*What the task asks*: Would you find each line in the entries below with the string "unwrap" and copy it?

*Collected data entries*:
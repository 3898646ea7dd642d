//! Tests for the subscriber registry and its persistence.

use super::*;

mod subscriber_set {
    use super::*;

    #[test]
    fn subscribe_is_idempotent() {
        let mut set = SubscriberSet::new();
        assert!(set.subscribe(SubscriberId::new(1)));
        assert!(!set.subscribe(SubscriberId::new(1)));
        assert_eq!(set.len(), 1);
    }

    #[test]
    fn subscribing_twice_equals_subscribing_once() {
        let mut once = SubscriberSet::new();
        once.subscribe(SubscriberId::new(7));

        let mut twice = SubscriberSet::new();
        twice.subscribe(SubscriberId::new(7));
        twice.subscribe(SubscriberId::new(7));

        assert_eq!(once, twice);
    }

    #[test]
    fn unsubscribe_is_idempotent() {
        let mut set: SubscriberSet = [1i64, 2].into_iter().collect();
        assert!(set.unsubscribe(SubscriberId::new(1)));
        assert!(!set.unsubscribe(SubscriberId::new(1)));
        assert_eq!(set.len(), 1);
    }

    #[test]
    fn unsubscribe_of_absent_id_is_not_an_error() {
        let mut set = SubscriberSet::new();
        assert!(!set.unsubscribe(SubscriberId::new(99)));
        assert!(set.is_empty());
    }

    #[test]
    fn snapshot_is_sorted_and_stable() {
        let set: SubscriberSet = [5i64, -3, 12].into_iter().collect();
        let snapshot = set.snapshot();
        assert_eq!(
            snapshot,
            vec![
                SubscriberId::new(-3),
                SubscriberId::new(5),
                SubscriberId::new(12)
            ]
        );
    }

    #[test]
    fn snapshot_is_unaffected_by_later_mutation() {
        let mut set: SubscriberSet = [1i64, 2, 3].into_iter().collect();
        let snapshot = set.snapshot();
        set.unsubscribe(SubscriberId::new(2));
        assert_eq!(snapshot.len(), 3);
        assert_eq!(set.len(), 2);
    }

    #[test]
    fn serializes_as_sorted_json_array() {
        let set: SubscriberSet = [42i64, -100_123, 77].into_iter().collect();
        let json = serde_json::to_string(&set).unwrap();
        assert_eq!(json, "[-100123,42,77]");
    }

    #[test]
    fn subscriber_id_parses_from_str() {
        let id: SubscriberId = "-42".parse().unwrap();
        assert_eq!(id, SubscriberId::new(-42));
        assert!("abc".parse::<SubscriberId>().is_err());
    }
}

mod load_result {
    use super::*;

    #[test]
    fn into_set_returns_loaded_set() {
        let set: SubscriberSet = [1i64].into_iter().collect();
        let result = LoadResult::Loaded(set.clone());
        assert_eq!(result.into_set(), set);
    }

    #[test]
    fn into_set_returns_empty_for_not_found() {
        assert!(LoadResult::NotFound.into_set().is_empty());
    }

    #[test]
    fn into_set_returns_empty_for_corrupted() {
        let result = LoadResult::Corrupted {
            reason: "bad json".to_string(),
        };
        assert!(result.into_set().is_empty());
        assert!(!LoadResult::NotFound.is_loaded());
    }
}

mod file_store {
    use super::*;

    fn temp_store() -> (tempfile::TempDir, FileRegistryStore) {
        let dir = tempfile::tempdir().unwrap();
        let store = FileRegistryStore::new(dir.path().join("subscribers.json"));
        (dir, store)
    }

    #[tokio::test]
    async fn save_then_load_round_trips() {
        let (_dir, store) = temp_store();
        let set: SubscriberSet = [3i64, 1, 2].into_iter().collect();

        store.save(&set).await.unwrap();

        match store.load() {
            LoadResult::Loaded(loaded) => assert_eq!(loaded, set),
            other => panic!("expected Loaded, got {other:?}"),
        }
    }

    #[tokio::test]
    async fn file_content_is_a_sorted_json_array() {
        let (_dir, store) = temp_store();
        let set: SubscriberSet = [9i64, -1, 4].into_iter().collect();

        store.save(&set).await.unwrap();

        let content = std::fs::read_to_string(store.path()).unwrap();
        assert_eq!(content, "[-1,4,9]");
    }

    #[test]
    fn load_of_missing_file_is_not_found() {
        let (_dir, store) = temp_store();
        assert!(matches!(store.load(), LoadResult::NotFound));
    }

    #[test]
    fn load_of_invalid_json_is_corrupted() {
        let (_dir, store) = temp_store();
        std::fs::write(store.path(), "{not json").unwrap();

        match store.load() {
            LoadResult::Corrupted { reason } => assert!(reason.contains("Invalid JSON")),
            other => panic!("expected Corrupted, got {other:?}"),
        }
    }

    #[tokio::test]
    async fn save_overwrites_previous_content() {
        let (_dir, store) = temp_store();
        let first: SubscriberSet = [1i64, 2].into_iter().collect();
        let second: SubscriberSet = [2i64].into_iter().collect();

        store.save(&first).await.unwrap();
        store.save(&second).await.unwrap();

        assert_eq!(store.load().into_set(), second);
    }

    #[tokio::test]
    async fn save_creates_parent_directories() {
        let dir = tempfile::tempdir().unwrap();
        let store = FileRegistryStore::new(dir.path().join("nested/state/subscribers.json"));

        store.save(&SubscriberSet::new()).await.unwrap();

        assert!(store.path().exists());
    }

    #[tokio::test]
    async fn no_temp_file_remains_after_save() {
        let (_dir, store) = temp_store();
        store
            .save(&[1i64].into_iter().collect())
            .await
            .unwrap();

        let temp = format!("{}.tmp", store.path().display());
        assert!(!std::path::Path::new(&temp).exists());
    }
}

*Response to the task*:
        let json = serde_json::to_string(&set).unwrap();
        let id: SubscriberId = "-42".parse().unwrap();
        let dir = tempfile::tempdir().unwrap();
        store.save(&set).await.unwrap();
        store.save(&set).await.unwrap();
        let content = std::fs::read_to_string(store.path()).unwrap();
        std::fs::write(store.path(), "{not json").unwrap();
        store.save(&first).await.unwrap();
        store.save(&second).await.unwrap();
        let dir = tempfile::tempdir().unwrap();
        store.save(&SubscriberSet::new()).await.unwrap();
            .unwrap();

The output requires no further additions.